Acts 2 (click here to read the full text) describes the appearance of the Holy Spirit to the apostles gathered in Jerusalem for the Shavuot feast, fifty days after Passover. Ten days earlier, they had witnessed Jesus’ Ascension, but nobody knew who the Advocate he promised in his place would be (John 14:16), or how long they would have to wait for this presence to arrive. In our own lives, we also experience such liminal periods. Many of us remember being suspended between hope and fear before the birth of a child, career changes, new stages of education, transitions into retirement or assisted living, and some may encounter this again in new ways through palliative care and final stages of life.

Originally, Pentecost was simply the Greek name for Shavuot, derived from the word for “fifty” to reflect its timing following Passover. Today, however, we use it specifically for the Christian observance commemorating the events of Acts 2. We still place it fifty days after Easter, since the first Easter took place during Passover. This year, for example, Pentecost (May 24) falls close to Shavuot (May 21–23), because Western Easter itself fell during the eight days of Passover.

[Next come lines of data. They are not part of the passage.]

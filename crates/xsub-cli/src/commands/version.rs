use std::error::Error;
use std::process::Command;

use clap::Args;
use serde::Serialize;
use xsub_core::to_canonical_json_bytes;

#[derive(Args, Debug)]
pub struct VersionArgs {
    /// Emit extended metadata including the git commit.
    #[arg(long)]
    pub long: bool,
}

#[derive(Debug, Serialize)]
struct VersionInfo {
    name: &'static str,
    version: &'static str,
    git_commit: String,
}

pub fn run(args: &VersionArgs) -> Result<(), Box<dyn Error>> {
    if !args.long {
        println!("{}", env!("CARGO_PKG_VERSION"));
        return Ok(());
    }
    let info = VersionInfo {
        name: env!("CARGO_PKG_NAME"),
        version: env!("CARGO_PKG_VERSION"),
        git_commit: git_commit(),
    };
    println!("{}", String::from_utf8(to_canonical_json_bytes(&info)?)?);
    Ok(())
}

fn git_commit() -> String {
    Command::new("git")
        .args(["rev-parse", "HEAD"])
        .output()
        .ok()
        .filter(|out| out.status.success())
        .map(|out| String::from_utf8_lossy(&out.stdout).trim().to_string())
        .unwrap_or_else(|| "unknown".into())
}
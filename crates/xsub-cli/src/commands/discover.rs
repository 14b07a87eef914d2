use std::error::Error;
use std::fs;
use std::path::PathBuf;

use clap::Args;
use xsub_core::to_yaml_string;
use xsub_exp::{discover_catalog, parse_hyperparameters, DiscoverOpts};

#[derive(Args, Debug)]
pub struct DiscoverArgs {
    /// Root of the config tree (`<configs>/<experiment>/<dataset>/<model>.yaml`).
    #[arg(long, default_value = "configs")]
    pub configs: PathBuf,
    /// Experiment directory under the config root.
    #[arg(long)]
    pub experiment: String,
    /// Datasets to include; all when omitted.
    #[arg(long, num_args = 1..)]
    pub datasets: Vec<String>,
    /// Model name globs to include; all when omitted.
    #[arg(long, num_args = 1..)]
    pub models: Vec<String>,
    /// Default hyperparameters as `key=value`.
    #[arg(long = "hyper", value_name = "KEY=VALUE")]
    pub hyperparameters: Vec<String>,
    /// Batch id recorded in the catalog.
    #[arg(long)]
    pub batch: Option<String>,
    /// Output catalog path; stdout when omitted.
    #[arg(long)]
    pub out: Option<PathBuf>,
}

pub fn run(args: &DiscoverArgs) -> Result<(), Box<dyn Error>> {
    let opts = DiscoverOpts {
        configs_root: args.configs.clone(),
        experiment: args.experiment.clone(),
        datasets: args.datasets.clone(),
        models: args.models.clone(),
        hyperparameters: parse_hyperparameters(&args.hyperparameters)?,
        batch: args.batch.clone(),
    };
    let catalog = discover_catalog(&opts)?;
    let yaml = to_yaml_string(&catalog)?;
    match &args.out {
        Some(path) => {
            if let Some(parent) = path.parent().filter(|parent| !parent.as_os_str().is_empty()) {
                fs::create_dir_all(parent)?;
            }
            fs::write(path, yaml)?;
            tracing::info!(jobs = catalog.jobs.len(), path = %path.display(), "catalog written");
        }
        None => print!("{yaml}"),
    }
    Ok(())
}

Beyond establishing the timing of the Christian feast, however, the theological progression of the Jewish feasts is also carried over to the Christian ones. Passover celebrates liberation from slavery; Shavuot celebrates the first fruits of freedom lived out in the new land. Easter frees us from the fear of death; Pentecost reveals the first fruits of life shaped by spiritual freedom. Fear of death so often drives jealousy, possessiveness, and violence because of the human instinct toward self-preservation, but when it begins to loosen its grip, even slightly, as it does through faith, we become more capable of genuine communion, understanding, generosity, courage, and altruism. In Rabbinic Judaism, Shavuot also became associated with the giving of the Ten Commandments to Moses, fitting the same broad movement from bondage to freedom: doing what is right not through fearful and rote obedience, but through self-giving grounded in freedom under grace.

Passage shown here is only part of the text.